*Your instructions*
Count how many lines of the material below have the word "bool" and give only the number.

========================================

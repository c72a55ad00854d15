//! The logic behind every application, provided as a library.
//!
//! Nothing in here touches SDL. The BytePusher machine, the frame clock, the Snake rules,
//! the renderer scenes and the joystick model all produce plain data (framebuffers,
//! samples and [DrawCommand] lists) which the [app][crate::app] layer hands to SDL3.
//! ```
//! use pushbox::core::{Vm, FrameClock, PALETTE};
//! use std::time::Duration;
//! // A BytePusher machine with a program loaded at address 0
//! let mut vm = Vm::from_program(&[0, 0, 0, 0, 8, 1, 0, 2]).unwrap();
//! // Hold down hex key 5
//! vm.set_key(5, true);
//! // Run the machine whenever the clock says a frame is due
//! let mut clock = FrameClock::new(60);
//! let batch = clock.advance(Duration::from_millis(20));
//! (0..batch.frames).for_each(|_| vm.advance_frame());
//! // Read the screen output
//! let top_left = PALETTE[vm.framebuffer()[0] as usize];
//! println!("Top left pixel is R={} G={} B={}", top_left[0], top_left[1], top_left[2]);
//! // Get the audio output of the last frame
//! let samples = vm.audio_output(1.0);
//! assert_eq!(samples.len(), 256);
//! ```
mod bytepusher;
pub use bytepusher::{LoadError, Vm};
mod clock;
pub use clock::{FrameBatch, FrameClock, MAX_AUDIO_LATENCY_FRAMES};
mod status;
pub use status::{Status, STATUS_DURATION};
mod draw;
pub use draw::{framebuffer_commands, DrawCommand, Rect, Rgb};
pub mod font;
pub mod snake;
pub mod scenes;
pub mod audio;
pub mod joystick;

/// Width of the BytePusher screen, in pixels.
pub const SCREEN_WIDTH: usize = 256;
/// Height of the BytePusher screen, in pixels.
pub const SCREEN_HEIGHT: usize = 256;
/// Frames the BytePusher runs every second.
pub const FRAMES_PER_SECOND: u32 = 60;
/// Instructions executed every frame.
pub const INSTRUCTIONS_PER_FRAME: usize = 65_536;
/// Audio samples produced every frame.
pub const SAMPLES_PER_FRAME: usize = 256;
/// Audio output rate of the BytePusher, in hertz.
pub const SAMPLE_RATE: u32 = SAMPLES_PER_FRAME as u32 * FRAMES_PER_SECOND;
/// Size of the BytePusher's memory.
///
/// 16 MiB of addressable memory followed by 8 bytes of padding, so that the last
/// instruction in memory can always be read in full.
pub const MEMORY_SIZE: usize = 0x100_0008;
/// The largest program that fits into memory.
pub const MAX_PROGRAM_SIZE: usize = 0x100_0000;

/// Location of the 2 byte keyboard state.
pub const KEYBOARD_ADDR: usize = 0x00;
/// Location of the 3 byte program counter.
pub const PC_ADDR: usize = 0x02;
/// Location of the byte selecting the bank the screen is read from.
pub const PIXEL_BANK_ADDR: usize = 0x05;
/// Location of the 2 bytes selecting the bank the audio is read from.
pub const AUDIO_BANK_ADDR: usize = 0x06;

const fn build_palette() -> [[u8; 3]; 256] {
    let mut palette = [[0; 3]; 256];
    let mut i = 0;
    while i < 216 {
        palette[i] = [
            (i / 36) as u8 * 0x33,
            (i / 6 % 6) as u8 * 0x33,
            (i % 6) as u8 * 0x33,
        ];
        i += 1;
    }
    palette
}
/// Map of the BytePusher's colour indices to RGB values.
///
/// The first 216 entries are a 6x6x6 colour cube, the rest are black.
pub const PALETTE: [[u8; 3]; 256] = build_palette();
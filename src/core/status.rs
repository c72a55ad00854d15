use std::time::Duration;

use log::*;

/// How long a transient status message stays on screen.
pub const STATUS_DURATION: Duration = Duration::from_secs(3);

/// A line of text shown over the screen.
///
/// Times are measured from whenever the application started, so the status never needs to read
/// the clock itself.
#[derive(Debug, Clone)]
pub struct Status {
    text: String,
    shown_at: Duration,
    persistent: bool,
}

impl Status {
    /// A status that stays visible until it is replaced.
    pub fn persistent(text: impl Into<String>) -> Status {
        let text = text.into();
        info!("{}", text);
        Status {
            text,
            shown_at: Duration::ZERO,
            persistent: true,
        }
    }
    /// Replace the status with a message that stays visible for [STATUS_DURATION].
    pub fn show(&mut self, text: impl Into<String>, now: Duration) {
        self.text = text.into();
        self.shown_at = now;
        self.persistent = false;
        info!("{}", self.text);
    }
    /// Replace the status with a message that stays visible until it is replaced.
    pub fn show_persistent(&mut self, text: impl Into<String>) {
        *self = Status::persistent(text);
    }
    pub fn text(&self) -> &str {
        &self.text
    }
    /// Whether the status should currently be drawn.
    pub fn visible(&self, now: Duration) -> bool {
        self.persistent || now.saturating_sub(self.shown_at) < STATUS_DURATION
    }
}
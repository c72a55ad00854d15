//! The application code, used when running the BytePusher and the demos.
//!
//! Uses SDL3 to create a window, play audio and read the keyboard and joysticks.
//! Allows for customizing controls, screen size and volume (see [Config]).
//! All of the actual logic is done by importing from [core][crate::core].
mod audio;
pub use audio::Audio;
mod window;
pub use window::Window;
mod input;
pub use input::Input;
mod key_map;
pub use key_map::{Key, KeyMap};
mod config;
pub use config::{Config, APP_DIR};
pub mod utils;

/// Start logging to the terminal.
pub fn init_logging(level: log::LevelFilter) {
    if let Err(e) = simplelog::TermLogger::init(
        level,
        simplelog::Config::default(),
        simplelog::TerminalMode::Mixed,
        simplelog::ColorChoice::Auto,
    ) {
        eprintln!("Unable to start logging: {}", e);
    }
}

========================================

*Solution to the problem*
2